Collected data entries:
※

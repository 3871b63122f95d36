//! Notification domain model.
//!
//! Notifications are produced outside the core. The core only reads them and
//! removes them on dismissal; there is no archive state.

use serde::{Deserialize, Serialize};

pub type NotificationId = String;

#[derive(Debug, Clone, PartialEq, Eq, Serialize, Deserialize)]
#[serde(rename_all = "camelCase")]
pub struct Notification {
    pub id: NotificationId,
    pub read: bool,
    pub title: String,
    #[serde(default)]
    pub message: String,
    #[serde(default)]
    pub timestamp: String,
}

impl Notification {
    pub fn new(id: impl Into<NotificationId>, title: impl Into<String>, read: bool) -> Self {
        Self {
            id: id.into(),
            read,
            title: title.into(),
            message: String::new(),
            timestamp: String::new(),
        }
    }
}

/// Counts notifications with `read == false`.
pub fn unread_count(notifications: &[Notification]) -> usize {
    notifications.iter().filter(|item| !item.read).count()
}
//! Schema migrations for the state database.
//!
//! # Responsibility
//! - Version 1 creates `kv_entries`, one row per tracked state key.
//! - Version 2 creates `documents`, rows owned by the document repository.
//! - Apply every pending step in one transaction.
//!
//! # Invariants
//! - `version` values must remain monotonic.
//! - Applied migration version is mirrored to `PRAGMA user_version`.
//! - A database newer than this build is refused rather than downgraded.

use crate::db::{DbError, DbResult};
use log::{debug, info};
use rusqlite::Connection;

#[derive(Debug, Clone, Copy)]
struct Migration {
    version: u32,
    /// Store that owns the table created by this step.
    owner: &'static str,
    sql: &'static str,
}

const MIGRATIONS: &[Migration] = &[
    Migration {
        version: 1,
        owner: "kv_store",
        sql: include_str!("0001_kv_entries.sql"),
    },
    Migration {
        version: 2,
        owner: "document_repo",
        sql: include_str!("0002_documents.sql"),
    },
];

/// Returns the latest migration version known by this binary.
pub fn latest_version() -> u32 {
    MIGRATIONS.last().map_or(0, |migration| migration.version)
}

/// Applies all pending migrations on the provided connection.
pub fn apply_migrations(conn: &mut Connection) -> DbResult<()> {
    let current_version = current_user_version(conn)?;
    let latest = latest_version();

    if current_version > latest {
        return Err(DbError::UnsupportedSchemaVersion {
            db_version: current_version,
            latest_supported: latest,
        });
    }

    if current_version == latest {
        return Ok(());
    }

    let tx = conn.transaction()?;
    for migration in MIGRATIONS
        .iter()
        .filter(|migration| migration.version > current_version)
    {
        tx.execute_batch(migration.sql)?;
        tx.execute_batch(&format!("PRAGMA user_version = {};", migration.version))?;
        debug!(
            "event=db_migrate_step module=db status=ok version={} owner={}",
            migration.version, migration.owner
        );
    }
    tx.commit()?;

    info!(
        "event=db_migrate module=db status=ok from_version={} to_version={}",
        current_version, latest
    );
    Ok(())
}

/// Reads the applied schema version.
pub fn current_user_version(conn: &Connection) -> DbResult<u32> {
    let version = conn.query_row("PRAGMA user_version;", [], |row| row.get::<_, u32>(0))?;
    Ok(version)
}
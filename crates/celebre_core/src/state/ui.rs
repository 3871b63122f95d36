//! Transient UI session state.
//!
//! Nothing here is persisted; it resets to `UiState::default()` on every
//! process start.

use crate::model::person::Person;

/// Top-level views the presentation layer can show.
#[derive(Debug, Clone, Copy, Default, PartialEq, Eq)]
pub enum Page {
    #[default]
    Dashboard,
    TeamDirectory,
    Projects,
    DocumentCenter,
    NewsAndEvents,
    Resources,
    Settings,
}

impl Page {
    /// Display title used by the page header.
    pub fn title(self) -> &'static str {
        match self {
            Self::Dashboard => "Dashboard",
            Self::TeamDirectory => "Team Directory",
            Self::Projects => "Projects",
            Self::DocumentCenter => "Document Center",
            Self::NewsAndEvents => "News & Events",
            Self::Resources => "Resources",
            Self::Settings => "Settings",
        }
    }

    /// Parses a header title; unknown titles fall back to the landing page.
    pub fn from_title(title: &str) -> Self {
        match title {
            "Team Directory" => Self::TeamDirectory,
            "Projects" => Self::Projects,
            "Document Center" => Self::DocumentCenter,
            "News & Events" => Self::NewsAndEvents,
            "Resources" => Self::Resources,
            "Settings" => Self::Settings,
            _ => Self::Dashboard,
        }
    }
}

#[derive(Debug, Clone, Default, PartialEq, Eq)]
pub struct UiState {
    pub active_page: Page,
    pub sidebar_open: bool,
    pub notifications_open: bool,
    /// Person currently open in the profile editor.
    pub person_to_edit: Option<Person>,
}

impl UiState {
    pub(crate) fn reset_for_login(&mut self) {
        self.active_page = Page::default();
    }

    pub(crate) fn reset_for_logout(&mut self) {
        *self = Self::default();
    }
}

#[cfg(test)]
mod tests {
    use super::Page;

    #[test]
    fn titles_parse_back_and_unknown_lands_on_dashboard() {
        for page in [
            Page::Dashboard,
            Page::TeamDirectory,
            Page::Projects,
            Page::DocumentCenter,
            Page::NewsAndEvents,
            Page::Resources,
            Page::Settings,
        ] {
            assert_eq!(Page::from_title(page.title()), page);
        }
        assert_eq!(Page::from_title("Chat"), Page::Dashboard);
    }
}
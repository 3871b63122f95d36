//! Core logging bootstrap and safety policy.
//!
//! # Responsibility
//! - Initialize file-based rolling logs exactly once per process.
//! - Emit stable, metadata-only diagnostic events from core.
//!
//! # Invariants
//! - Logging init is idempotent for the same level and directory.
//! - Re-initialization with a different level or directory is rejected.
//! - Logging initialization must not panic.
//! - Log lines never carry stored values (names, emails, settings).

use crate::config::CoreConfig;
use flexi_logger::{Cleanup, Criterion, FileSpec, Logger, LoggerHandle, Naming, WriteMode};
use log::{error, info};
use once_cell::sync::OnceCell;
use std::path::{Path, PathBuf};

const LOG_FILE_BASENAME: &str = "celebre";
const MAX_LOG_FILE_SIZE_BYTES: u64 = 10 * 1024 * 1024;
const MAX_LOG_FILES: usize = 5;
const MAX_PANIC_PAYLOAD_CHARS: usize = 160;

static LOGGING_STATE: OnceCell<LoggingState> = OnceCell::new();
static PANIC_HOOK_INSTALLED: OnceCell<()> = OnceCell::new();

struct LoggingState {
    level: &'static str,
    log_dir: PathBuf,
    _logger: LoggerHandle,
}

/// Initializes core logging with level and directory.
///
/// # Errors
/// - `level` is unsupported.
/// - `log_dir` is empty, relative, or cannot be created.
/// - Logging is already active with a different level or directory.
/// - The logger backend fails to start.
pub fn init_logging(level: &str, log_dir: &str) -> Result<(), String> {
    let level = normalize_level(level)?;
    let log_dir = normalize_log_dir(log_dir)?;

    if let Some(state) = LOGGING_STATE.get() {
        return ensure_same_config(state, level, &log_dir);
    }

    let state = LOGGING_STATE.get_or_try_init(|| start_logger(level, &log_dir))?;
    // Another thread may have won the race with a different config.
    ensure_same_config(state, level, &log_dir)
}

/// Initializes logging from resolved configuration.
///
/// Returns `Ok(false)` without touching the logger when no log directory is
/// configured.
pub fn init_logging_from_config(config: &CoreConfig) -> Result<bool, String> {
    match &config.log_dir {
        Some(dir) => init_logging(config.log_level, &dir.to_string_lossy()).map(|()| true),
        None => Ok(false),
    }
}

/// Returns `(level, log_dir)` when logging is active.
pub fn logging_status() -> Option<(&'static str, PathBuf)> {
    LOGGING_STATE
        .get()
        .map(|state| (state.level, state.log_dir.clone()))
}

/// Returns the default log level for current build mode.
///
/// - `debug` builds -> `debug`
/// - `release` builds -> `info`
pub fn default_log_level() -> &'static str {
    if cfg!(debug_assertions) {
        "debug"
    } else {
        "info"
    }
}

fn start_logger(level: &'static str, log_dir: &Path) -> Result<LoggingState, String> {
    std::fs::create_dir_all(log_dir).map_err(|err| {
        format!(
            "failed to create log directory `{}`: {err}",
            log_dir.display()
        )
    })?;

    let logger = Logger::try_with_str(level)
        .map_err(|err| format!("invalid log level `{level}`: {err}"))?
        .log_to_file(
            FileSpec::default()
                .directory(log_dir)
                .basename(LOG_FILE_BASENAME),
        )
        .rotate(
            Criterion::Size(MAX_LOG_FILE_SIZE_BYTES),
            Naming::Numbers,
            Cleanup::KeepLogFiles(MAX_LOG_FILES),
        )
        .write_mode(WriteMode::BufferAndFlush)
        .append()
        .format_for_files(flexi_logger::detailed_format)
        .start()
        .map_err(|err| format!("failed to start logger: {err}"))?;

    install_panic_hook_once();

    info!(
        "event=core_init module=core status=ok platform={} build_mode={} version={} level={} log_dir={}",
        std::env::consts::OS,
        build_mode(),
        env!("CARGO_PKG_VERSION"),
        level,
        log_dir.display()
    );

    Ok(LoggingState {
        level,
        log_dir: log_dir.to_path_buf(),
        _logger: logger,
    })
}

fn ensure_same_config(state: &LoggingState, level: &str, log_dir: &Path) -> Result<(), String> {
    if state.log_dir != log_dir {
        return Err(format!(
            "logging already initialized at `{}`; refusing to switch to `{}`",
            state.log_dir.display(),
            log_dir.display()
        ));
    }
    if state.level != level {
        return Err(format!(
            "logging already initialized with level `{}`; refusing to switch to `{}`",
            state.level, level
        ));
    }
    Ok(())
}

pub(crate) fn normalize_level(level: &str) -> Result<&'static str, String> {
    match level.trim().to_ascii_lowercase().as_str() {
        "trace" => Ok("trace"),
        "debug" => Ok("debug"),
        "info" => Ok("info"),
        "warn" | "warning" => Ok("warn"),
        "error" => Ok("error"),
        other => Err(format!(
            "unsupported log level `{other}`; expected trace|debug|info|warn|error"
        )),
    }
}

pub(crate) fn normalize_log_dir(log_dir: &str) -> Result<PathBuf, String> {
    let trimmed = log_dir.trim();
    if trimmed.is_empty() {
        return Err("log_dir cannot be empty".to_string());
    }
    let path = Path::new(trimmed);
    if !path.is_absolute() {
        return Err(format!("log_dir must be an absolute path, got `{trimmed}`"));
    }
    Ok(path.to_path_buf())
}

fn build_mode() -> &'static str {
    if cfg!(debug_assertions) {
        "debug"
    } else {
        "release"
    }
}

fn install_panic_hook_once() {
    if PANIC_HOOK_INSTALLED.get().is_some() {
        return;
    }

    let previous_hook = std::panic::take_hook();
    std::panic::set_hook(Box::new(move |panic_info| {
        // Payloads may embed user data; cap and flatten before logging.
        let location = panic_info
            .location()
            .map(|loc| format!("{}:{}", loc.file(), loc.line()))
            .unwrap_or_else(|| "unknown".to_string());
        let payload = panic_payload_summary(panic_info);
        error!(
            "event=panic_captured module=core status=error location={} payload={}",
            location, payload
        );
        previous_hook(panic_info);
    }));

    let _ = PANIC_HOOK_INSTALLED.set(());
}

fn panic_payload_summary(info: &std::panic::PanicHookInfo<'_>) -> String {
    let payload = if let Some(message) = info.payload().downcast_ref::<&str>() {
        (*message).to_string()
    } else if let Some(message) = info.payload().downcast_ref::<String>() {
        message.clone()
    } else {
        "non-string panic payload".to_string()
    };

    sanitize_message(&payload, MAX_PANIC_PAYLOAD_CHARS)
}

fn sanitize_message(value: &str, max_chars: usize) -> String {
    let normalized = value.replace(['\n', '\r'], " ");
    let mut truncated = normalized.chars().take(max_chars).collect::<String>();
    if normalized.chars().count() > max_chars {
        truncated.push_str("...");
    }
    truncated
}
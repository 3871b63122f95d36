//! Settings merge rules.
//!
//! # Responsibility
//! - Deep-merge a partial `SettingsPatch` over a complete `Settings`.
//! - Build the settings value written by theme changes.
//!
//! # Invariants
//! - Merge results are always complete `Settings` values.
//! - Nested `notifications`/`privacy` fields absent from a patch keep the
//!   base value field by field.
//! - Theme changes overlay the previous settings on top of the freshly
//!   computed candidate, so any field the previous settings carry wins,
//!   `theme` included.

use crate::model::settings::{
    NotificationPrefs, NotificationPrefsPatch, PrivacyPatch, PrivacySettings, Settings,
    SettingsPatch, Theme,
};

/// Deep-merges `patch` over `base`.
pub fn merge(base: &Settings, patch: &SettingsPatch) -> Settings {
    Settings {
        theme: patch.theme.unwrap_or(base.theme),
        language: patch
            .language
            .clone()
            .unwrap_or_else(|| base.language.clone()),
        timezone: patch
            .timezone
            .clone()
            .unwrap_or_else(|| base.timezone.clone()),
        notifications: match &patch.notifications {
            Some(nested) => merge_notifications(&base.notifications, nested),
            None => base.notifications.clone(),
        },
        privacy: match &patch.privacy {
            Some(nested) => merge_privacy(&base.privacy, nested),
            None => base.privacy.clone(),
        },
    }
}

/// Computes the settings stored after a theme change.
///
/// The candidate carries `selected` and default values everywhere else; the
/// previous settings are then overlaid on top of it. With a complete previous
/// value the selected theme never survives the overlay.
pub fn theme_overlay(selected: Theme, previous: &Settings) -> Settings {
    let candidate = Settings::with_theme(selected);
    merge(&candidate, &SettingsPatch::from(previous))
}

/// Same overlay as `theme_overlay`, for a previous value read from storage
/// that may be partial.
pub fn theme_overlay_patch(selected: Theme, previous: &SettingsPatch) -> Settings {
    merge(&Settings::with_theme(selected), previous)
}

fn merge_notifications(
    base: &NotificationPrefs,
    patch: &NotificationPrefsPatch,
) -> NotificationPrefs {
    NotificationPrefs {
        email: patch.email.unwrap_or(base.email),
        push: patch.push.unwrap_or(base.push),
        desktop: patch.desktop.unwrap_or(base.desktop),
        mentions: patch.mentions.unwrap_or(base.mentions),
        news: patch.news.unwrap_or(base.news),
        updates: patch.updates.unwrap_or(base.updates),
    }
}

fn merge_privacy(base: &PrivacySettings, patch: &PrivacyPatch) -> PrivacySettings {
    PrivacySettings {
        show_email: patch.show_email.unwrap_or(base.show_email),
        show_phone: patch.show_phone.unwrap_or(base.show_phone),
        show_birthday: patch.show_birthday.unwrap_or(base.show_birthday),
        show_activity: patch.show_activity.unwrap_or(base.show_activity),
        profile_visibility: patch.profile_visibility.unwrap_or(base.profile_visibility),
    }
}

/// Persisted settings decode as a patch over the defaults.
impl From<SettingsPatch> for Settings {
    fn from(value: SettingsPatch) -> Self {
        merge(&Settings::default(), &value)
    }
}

※

[Task brief] The entries above hold a line with "once per process." and a later line with "must not panic.". Write out exactly those lines and all lines between, nothing more.

[Expected output]
//! - Initialize file-based rolling logs exactly once per process.
//! - Emit stable, metadata-only diagnostic events from core.
//!
//! # Invariants
//! - Logging init is idempotent for the same level and directory.
//! - Re-initialization with a different level or directory is rejected.
//! - Logging initialization must not panic.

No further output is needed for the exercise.